START Raw data

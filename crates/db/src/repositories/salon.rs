use crate::models::DbSalon;
use eyre::Result;
use salonbook_core::models::salon::{CreateSalonRequest, UpdateSalonRequest};
use sqlx::{Pool, Postgres};
use uuid::Uuid;

pub async fn create_salon(pool: &Pool<Postgres>, req: &CreateSalonRequest) -> Result<DbSalon> {
    let salon = sqlx::query_as::<_, DbSalon>(
        r#"
        INSERT INTO salons (name, description, address, phone, email, website, image_url)
        VALUES ($1, $2, $3, $4, $5, $6, $7)
        RETURNING id, name, description, address, phone, email, website, image_url,
                  created_at, updated_at
        "#,
    )
    .bind(&req.name)
    .bind(&req.description)
    .bind(&req.address)
    .bind(&req.phone)
    .bind(&req.email)
    .bind(&req.website)
    .bind(&req.image_url)
    .fetch_one(pool)
    .await?;

    tracing::debug!("Salon created: id={}", salon.id);
    Ok(salon)
}

pub async fn get_salon_by_id(pool: &Pool<Postgres>, id: Uuid) -> Result<Option<DbSalon>> {
    let salon = sqlx::query_as::<_, DbSalon>(
        r#"
        SELECT id, name, description, address, phone, email, website, image_url,
               created_at, updated_at
        FROM salons
        WHERE id = $1 AND deleted_at IS NULL
        "#,
    )
    .bind(id)
    .fetch_optional(pool)
    .await?;

    Ok(salon)
}

pub async fn list_salons(
    pool: &Pool<Postgres>,
    page: i64,
    limit: i64,
    search: Option<&str>,
) -> Result<Vec<DbSalon>> {
    let offset = (page - 1).max(0) * limit;
    let pattern = search.map(|s| format!("%{}%", s));

    let salons = sqlx::query_as::<_, DbSalon>(
        r#"
        SELECT id, name, description, address, phone, email, website, image_url,
               created_at, updated_at
        FROM salons
        WHERE deleted_at IS NULL
          AND ($3::text IS NULL OR name ILIKE $3 OR address ILIKE $3)
        ORDER BY created_at ASC
        OFFSET $1 LIMIT $2
        "#,
    )
    .bind(offset)
    .bind(limit)
    .bind(pattern)
    .fetch_all(pool)
    .await?;

    Ok(salons)
}

pub async fn update_salon(
    pool: &Pool<Postgres>,
    id: Uuid,
    req: &UpdateSalonRequest,
) -> Result<Option<DbSalon>> {
    let salon = sqlx::query_as::<_, DbSalon>(
        r#"
        UPDATE salons
        SET name = COALESCE($2, name),
            description = COALESCE($3, description),
            address = COALESCE($4, address),
            phone = COALESCE($5, phone),
            email = COALESCE($6, email),
            website = COALESCE($7, website),
            image_url = COALESCE($8, image_url),
            updated_at = NOW()
        WHERE id = $1 AND deleted_at IS NULL
        RETURNING id, name, description, address, phone, email, website, image_url,
                  created_at, updated_at
        "#,
    )
    .bind(id)
    .bind(&req.name)
    .bind(&req.description)
    .bind(&req.address)
    .bind(&req.phone)
    .bind(&req.email)
    .bind(&req.website)
    .bind(&req.image_url)
    .fetch_optional(pool)
    .await?;

    Ok(salon)
}

/// Soft delete: the record is retained with `deleted_at` set.
pub async fn delete_salon(pool: &Pool<Postgres>, id: Uuid) -> Result<bool> {
    let result = sqlx::query(
        r#"
        UPDATE salons
        SET deleted_at = NOW(), updated_at = NOW()
        WHERE id = $1 AND deleted_at IS NULL
        "#,
    )
    .bind(id)
    .execute(pool)
    .await?;

    Ok(result.rows_affected() > 0)
}
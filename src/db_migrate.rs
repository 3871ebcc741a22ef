use color_eyre::eyre::Result;
use dotenv::dotenv;
use eyre::WrapErr;
use salonbook_db::schema::initialize_database;

#[tokio::main]
async fn main() -> Result<()> {
    // Initialize error handling
    color_eyre::install()?;

    // Load environment variables
    dotenv().ok();

    // Get database connection string from environment variable
    let database_url = std::env::var("DATABASE_URL")
        .wrap_err("DATABASE_URL environment variable must be set")?;

    println!("Connecting to database...");
    // Create database connection pool
    let db_pool = salonbook_db::create_pool(&database_url).await?;

    // Initialize database schema
    println!("Initializing database schema...");
    initialize_database(&db_pool).await?;
    println!("Database schema initialized successfully.");

    Ok(())
}
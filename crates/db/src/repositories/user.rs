use crate::models::DbUser;
use eyre::Result;
use sqlx::{Pool, Postgres};
use uuid::Uuid;

pub async fn create_user(
    pool: &Pool<Postgres>,
    email: &str,
    password_hash: &str,
    name: &str,
    phone: &str,
) -> Result<DbUser> {
    let user = sqlx::query_as::<_, DbUser>(
        r#"
        INSERT INTO users (email, password_hash, name, phone)
        VALUES ($1, $2, $3, $4)
        RETURNING id, email, password_hash, name, phone, role, created_at, updated_at
        "#,
    )
    .bind(email)
    .bind(password_hash)
    .bind(name)
    .bind(phone)
    .fetch_one(pool)
    .await?;

    tracing::debug!("User registered: id={}", user.id);
    Ok(user)
}

pub async fn get_user_by_email(pool: &Pool<Postgres>, email: &str) -> Result<Option<DbUser>> {
    let user = sqlx::query_as::<_, DbUser>(
        r#"
        SELECT id, email, password_hash, name, phone, role, created_at, updated_at
        FROM users
        WHERE email = $1 AND deleted_at IS NULL
        "#,
    )
    .bind(email)
    .fetch_optional(pool)
    .await?;

    Ok(user)
}

pub async fn get_user_by_id(pool: &Pool<Postgres>, id: Uuid) -> Result<Option<DbUser>> {
    let user = sqlx::query_as::<_, DbUser>(
        r#"
        SELECT id, email, password_hash, name, phone, role, created_at, updated_at
        FROM users
        WHERE id = $1 AND deleted_at IS NULL
        "#,
    )
    .bind(id)
    .fetch_optional(pool)
    .await?;

    Ok(user)
}

/// True when the report wraps a Postgres unique violation (duplicate email).
pub fn is_unique_violation(err: &eyre::Report) -> bool {
    err.downcast_ref::<sqlx::Error>()
        .and_then(|e| e.as_database_error())
        .and_then(|db| db.code())
        .map(|code| code == "23505")
        .unwrap_or(false)
}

END Raw data

What you need to do: Return only the number of lines in the data above that hold the word "COALESCE".

Written solution: 7